Reflecting on the limitations, our study acknowledges several factors that may affect the interpretation of our findings. Firstly, there is the potential for measurement inaccuracies and the risk of overlooking AAAs, particularly in the absence of a professional sonographer’s benchmark measurements. While we confirmed all positive findings through formal imaging by accredited sonographers, we did not systematically verify all negative scans due to resource constraints in the rural setting. This lack of external validation introduces the potential for false negatives, which could affect our conclusions regarding the screening’s efficacy. Future studies should include verification by accredited sonographers of both positive and negative scans to enhance accuracy and reliability.

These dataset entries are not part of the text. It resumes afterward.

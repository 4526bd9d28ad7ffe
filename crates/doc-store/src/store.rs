use async_trait::async_trait;
use serde::{Serialize, de::DeserializeOwned};

use crate::{Document, DocumentKey, DocumentQuery, Precondition, Result, Version, WriteBatch};

/// Outcome of one write inside a committed batch.
#[derive(Debug, Clone, PartialEq, Eq)]
pub struct CommittedWrite {
    /// The document written.
    pub key: DocumentKey,
    /// Version after the write, or `Version::initial()` for a delete.
    pub version: Version,
}

/// Core trait for document store implementations.
///
/// All implementations must be thread-safe (Send + Sync).
#[async_trait]
pub trait DocumentStore: Send + Sync {
    /// Retrieves a single document.
    ///
    /// Returns None if it doesn't exist.
    async fn get(&self, key: &DocumentKey) -> Result<Option<Document>>;

    /// Retrieves the documents matching a query, ordered by id.
    async fn query(&self, query: DocumentQuery) -> Result<Vec<Document>>;

    /// Commits a batch atomically - either every operation applies or none do.
    ///
    /// Fails with `ConcurrencyConflict` if any precondition does not hold.
    /// Returns the resulting version of every put and delete, in no particular
    /// order (checks are omitted).
    async fn commit(&self, batch: WriteBatch) -> Result<Vec<CommittedWrite>>;
}

/// Extension trait providing convenience methods for document stores.
#[async_trait]
pub trait DocumentStoreExt: DocumentStore {
    /// Checks if a document exists.
    async fn exists(&self, key: &DocumentKey) -> Result<bool> {
        Ok(self.get(key).await?.is_some())
    }

    /// Retrieves a document and deserializes its body.
    async fn get_as<T: DeserializeOwned + Send>(&self, key: &DocumentKey) -> Result<Option<T>> {
        match self.get(key).await? {
            Some(document) => Ok(Some(document.deserialize()?)),
            None => Ok(None),
        }
    }

    /// Writes a single document without a version check.
    async fn put_unchecked<T: Serialize + Sync>(
        &self,
        key: DocumentKey,
        body: &T,
    ) -> Result<Version> {
        let batch = WriteBatch::new().put(key, body, Precondition::Any)?;
        let written = self.commit(batch).await?;
        Ok(written
            .first()
            .map(|w| w.version)
            .unwrap_or(Version::initial()))
    }
}

// Blanket implementation for all DocumentStore implementations
impl<T: DocumentStore + ?Sized> DocumentStoreExt for T {}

Secondly, although the junior doctors were unaware of participants’ prior aneurysm status, the inclusion of patients with known aneurysms may influence the study’s outcomes and the perceived effectiveness of the screening programme. In our study, three out of the four confirmed aneurysm cases were previously diagnosed and under surveillance. While this demonstrates the ability of junior doctors to accurately detect AAAs, it raises questions about the additional value of the screening programme in identifying new aneurysm cases. However, the primary aim of our study was to evaluate whether junior doctors without prior sonographic experience could reliably perform AAA screenings after brief training. In resource-limited rural areas, empowering junior doctors to perform screenings could lead to earlier detection of AAAs in patients who might otherwise remain undiagnosed until presenting with life-threatening ruptures. Future research should consider stratifying data between known and new cases to provide a clearer assessment of the screening’s impact on new aneurysm detection rates.

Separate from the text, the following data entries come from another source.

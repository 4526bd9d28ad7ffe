//! Health check endpoint.

use axum::Json;
use serde::Serialize;

#[derive(Serialize)]
pub struct HealthResponse {
    pub status: &'static str,
}

/// GET /health: liveness probe.
pub async fn check() -> Json<HealthResponse> {
    Json(HealthResponse { status: "ok" })
}
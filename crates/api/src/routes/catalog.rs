//! Catalog listing and stock endpoints.

use std::sync::Arc;

use axum::Json;
use axum::extract::{Path, Query, State};
use axum::http::StatusCode;
use common::ItemId;
use doc_store::DocumentStore;
use ledger::normalize::{coerce_money, coerce_quantity};
use ledger::{CatalogFilter, CatalogItem, Money, NewCatalogItem};
use serde::{Deserialize, Serialize};
use serde_json::{Map, Value};

use super::{AppState, parse_pipeline};
use crate::error::ApiError;

// -- Request types --

#[derive(Debug, Default, Deserialize)]
pub struct ListQuery {
    pub category: Option<String>,
    #[serde(default)]
    pub in_stock: bool,
}

/// Body of a listing request.
///
/// Price and quantity are accepted as numbers or strings; the price may be
/// given in cents (`unit_price_cents`) or major units (`unit_price`).
#[derive(Debug, Deserialize)]
pub struct ListItemRequest {
    pub id: Option<String>,
    pub name: String,
    pub unit_price_cents: Option<i64>,
    #[serde(default)]
    pub unit_price: Value,
    #[serde(default)]
    pub quantity: Value,
    pub category: Option<String>,
    #[serde(default)]
    pub metadata: Map<String, Value>,
}

#[derive(Debug, Deserialize)]
pub struct AdjustRequest {
    pub delta: i64,
}

// -- Response types --

#[derive(Debug, Serialize)]
pub struct StockResponse {
    pub item_id: ItemId,
    pub quantity: u32,
}

/// Resolves a price given either in cents or in major units.
pub(crate) fn request_price(cents: Option<i64>, major: &Value) -> Result<Money, ApiError> {
    match cents {
        Some(cents) => Ok(Money::from_cents(cents)),
        None => coerce_money(major).map_err(|e| ApiError::BadRequest(format!("unit_price: {e}"))),
    }
}

// -- Handlers --

/// GET /catalog/{pipeline}: list items, optionally by category or in stock only.
#[tracing::instrument(skip(state))]
pub async fn list<S: DocumentStore + Clone + 'static>(
    State(state): State<Arc<AppState<S>>>,
    Path(pipeline): Path<String>,
    Query(query): Query<ListQuery>,
) -> Result<Json<Vec<CatalogItem>>, ApiError> {
    let pipeline = parse_pipeline(&pipeline)?;
    let filter = CatalogFilter {
        category: query.category,
        in_stock_only: query.in_stock,
    };
    Ok(Json(state.ledger.catalog.list(pipeline, &filter).await?))
}

/// GET /catalog/{pipeline}/{id}: load one item.
#[tracing::instrument(skip(state))]
pub async fn get<S: DocumentStore + Clone + 'static>(
    State(state): State<Arc<AppState<S>>>,
    Path((pipeline, id)): Path<(String, String)>,
) -> Result<Json<CatalogItem>, ApiError> {
    let pipeline = parse_pipeline(&pipeline)?;
    Ok(Json(state.ledger.catalog.get(pipeline, &ItemId::new(id)).await?))
}

/// POST /catalog/{pipeline}: create or replace a listing.
#[tracing::instrument(skip(state, req))]
pub async fn create<S: DocumentStore + Clone + 'static>(
    State(state): State<Arc<AppState<S>>>,
    Path(pipeline): Path<String>,
    Json(req): Json<ListItemRequest>,
) -> Result<(StatusCode, Json<CatalogItem>), ApiError> {
    let pipeline = parse_pipeline(&pipeline)?;
    let item = NewCatalogItem {
        id: req.id.map(ItemId::new),
        name: req.name,
        unit_price: request_price(req.unit_price_cents, &req.unit_price)?,
        quantity: coerce_quantity(&req.quantity)
            .map_err(|e| ApiError::BadRequest(format!("quantity: {e}")))?,
        category: req.category,
        metadata: req.metadata,
    };

    let listed = state.ledger.catalog.list_item(pipeline, item).await?;
    Ok((StatusCode::CREATED, Json(listed)))
}

/// POST /catalog/{pipeline}/{id}/adjust: apply a signed stock delta.
#[tracing::instrument(skip(state))]
pub async fn adjust<S: DocumentStore + Clone + 'static>(
    State(state): State<Arc<AppState<S>>>,
    Path((pipeline, id)): Path<(String, String)>,
    Json(req): Json<AdjustRequest>,
) -> Result<Json<StockResponse>, ApiError> {
    let pipeline = parse_pipeline(&pipeline)?;
    let item_id = ItemId::new(id);
    let quantity = state
        .ledger
        .catalog
        .adjust_stock(pipeline, &item_id, req.delta)
        .await?;
    Ok(Json(StockResponse { item_id, quantity }))
}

Furthermore, our screening focused on infrarenal AAAs, and future initiatives should expand to include juxtarenal, suprarenal, and iliac aneurysms. Incorporating these aspects into a more comprehensive screening protocol requires careful consideration of cost, training, and time, particularly in resource-limited rural settings. These factors underscore the need for further research into the cost-effectiveness and scalability of AAA screening programmes in rural contexts.
Conclusion
This study marks the first investigation in AAA screening in rural Australia, utilising junior doctors as novice screeners. Our findings advocate for the integration of AAA ultrasound screening within rural healthcare frameworks, highlighting the critical role of novice operators in enhancing early detection efforts. This strategy not only aligns with the imperative for cost-effective healthcare solutions in underserved areas but also capitalises on the available workforce to mitigate the challenges posed by geographic and resource constraints. Future research should aim to incorporate rigorous quality control measures, such as systematic verification by accredited sonographers, to validate both positive and negative findings, refine training methodologies, explore the scalability of screening programs, and evaluate the long-term impacts on patient outcomes and healthcare systems in rural contexts.
Footnotes
Authors’ contributions
Mei Ping Melody Koo − conceptualisation, data curation, investigation, methodology, project administration, resources, validation, visualisation, writing − original draft, and writing − review and editing drafts. Hansraj Riteesh Bookun – conceptualisation, data curation, formal analysis, methodology, supervision, and writing − review and editing drafts. All authors have participated to drafting the manuscript, and all authors read and approved the final version of the manuscript.
Declaration of conflicting interests
The author(s) declared no potential conflicts of interest with respect to the research, authorship, and/or publication of this article.
Funding
The author(s) received no financial support for the research, authorship, and/or publication of this article.